* **Stored data**
____________

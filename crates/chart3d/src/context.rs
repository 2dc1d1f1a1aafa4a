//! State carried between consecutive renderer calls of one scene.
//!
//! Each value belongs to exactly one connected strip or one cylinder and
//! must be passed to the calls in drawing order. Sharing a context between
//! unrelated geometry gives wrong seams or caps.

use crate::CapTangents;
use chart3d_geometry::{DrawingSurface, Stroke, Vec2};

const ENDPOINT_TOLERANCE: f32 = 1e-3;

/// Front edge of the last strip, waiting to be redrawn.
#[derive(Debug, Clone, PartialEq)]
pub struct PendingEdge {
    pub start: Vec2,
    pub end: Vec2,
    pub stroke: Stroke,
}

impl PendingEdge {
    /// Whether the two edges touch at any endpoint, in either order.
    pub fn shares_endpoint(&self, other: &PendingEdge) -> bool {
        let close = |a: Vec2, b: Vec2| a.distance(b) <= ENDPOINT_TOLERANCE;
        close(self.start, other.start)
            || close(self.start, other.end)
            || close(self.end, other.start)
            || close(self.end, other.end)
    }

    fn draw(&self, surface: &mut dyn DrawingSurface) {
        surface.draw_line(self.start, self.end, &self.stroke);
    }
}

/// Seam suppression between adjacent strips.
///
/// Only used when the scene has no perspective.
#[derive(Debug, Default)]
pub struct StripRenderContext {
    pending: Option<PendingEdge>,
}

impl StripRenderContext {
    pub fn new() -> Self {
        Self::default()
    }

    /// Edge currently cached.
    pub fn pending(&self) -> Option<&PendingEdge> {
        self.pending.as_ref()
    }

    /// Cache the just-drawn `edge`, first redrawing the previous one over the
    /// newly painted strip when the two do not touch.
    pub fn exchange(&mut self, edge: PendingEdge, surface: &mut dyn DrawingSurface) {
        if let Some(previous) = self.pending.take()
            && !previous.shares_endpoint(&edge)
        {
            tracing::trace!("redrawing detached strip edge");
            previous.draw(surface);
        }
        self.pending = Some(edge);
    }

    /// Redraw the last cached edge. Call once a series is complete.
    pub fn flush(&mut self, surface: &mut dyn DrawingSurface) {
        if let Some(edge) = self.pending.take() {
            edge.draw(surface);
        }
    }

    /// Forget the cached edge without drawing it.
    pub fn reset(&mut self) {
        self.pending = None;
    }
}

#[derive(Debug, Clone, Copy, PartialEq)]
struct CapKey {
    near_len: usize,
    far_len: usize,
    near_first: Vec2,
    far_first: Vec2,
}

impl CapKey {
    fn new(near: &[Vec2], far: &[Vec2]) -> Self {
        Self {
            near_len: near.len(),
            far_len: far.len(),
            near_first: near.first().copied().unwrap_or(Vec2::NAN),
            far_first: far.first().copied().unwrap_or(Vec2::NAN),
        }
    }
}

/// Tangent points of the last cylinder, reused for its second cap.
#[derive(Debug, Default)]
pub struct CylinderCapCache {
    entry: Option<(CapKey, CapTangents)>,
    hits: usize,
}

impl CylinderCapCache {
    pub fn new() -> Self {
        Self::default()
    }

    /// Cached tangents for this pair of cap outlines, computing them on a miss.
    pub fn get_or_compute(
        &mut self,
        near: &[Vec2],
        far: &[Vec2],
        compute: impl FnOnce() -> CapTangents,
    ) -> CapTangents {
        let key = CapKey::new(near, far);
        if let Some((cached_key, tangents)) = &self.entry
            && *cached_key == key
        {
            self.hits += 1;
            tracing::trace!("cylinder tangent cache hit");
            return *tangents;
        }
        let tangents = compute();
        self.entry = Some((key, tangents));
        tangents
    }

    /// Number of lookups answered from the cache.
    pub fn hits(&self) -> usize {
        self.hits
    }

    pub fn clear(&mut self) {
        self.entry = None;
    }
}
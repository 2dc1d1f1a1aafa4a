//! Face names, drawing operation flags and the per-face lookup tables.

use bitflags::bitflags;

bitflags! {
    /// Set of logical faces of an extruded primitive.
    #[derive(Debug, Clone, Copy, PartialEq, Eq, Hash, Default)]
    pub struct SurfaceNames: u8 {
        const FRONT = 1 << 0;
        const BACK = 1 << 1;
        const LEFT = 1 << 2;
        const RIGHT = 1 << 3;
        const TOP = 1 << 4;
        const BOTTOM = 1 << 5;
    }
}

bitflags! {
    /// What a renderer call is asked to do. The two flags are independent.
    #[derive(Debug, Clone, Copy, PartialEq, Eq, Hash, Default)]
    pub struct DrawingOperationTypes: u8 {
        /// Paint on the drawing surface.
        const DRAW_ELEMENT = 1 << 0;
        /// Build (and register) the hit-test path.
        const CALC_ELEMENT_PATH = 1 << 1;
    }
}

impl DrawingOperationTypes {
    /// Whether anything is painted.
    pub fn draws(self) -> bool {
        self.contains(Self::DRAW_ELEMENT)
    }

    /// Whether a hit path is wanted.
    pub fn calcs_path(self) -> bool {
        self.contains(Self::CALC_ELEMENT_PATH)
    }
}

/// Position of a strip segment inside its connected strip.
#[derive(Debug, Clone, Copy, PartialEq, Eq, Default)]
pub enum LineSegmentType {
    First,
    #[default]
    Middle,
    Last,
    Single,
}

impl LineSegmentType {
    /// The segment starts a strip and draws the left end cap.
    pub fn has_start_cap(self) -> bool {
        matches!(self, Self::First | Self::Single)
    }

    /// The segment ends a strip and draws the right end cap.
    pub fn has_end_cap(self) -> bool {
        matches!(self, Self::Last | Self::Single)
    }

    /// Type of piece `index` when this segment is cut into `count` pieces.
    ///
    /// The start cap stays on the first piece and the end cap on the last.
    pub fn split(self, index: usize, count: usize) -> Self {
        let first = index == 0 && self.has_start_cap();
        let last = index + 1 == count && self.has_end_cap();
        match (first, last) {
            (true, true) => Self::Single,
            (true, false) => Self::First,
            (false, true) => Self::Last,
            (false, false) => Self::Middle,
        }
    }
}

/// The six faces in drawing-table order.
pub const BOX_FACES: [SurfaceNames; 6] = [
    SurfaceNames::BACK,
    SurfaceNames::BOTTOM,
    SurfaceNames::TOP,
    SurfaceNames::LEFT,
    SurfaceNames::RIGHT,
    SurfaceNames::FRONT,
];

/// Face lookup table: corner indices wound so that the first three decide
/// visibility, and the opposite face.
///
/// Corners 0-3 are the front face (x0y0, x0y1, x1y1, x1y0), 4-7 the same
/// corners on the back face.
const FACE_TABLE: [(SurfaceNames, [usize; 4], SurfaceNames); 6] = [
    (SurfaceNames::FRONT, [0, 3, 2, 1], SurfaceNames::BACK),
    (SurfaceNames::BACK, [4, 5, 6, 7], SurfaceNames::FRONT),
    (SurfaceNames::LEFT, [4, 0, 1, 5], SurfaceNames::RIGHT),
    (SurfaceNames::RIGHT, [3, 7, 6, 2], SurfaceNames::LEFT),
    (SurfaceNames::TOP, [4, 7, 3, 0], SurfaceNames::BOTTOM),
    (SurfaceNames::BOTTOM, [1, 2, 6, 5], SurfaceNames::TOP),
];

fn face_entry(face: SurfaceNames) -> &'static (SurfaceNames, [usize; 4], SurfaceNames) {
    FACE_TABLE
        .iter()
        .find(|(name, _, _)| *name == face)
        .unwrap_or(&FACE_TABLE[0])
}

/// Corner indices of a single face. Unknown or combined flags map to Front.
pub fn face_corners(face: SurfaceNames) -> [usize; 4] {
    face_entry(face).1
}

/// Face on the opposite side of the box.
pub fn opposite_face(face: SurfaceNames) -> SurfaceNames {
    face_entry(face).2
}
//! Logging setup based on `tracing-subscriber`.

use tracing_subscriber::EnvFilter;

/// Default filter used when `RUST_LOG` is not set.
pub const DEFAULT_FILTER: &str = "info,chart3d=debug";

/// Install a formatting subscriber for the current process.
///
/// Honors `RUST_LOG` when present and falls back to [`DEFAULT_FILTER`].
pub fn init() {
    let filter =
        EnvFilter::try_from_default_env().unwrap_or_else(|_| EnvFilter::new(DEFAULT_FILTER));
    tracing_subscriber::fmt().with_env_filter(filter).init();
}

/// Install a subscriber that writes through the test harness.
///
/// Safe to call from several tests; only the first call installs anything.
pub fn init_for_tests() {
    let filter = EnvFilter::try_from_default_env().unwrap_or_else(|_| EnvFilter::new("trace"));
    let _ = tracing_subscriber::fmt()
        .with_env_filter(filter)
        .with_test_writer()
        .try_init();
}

____________

* **Assigned task**
After locating the line that holds "fn face_entry(face: SurfaceNames)", print it and each line after it through the end of the data, exactly as it stands.

* **Solution to the problem**
fn face_entry(face: SurfaceNames) -> &'static (SurfaceNames, [usize; 4], SurfaceNames) {
    FACE_TABLE
        .iter()
        .find(|(name, _, _)| *name == face)
        .unwrap_or(&FACE_TABLE[0])
}

/// Corner indices of a single face. Unknown or combined flags map to Front.
pub fn face_corners(face: SurfaceNames) -> [usize; 4] {
    face_entry(face).1
}

/// Face on the opposite side of the box.
pub fn opposite_face(face: SurfaceNames) -> SurfaceNames {
    face_entry(face).2
}
//! Logging setup based on `tracing-subscriber`.

use tracing_subscriber::EnvFilter;

/// Default filter used when `RUST_LOG` is not set.
pub const DEFAULT_FILTER: &str = "info,chart3d=debug";

/// Install a formatting subscriber for the current process.
///
/// Honors `RUST_LOG` when present and falls back to [`DEFAULT_FILTER`].
pub fn init() {
    let filter =
        EnvFilter::try_from_default_env().unwrap_or_else(|_| EnvFilter::new(DEFAULT_FILTER));
    tracing_subscriber::fmt().with_env_filter(filter).init();
}

/// Install a subscriber that writes through the test harness.
///
/// Safe to call from several tests; only the first call installs anything.
pub fn init_for_tests() {
    let filter = EnvFilter::try_from_default_env().unwrap_or_else(|_| EnvFilter::new("trace"));
    let _ = tracing_subscriber::fmt()
        .with_env_filter(filter)
        .with_test_writer()
        .try_init();
}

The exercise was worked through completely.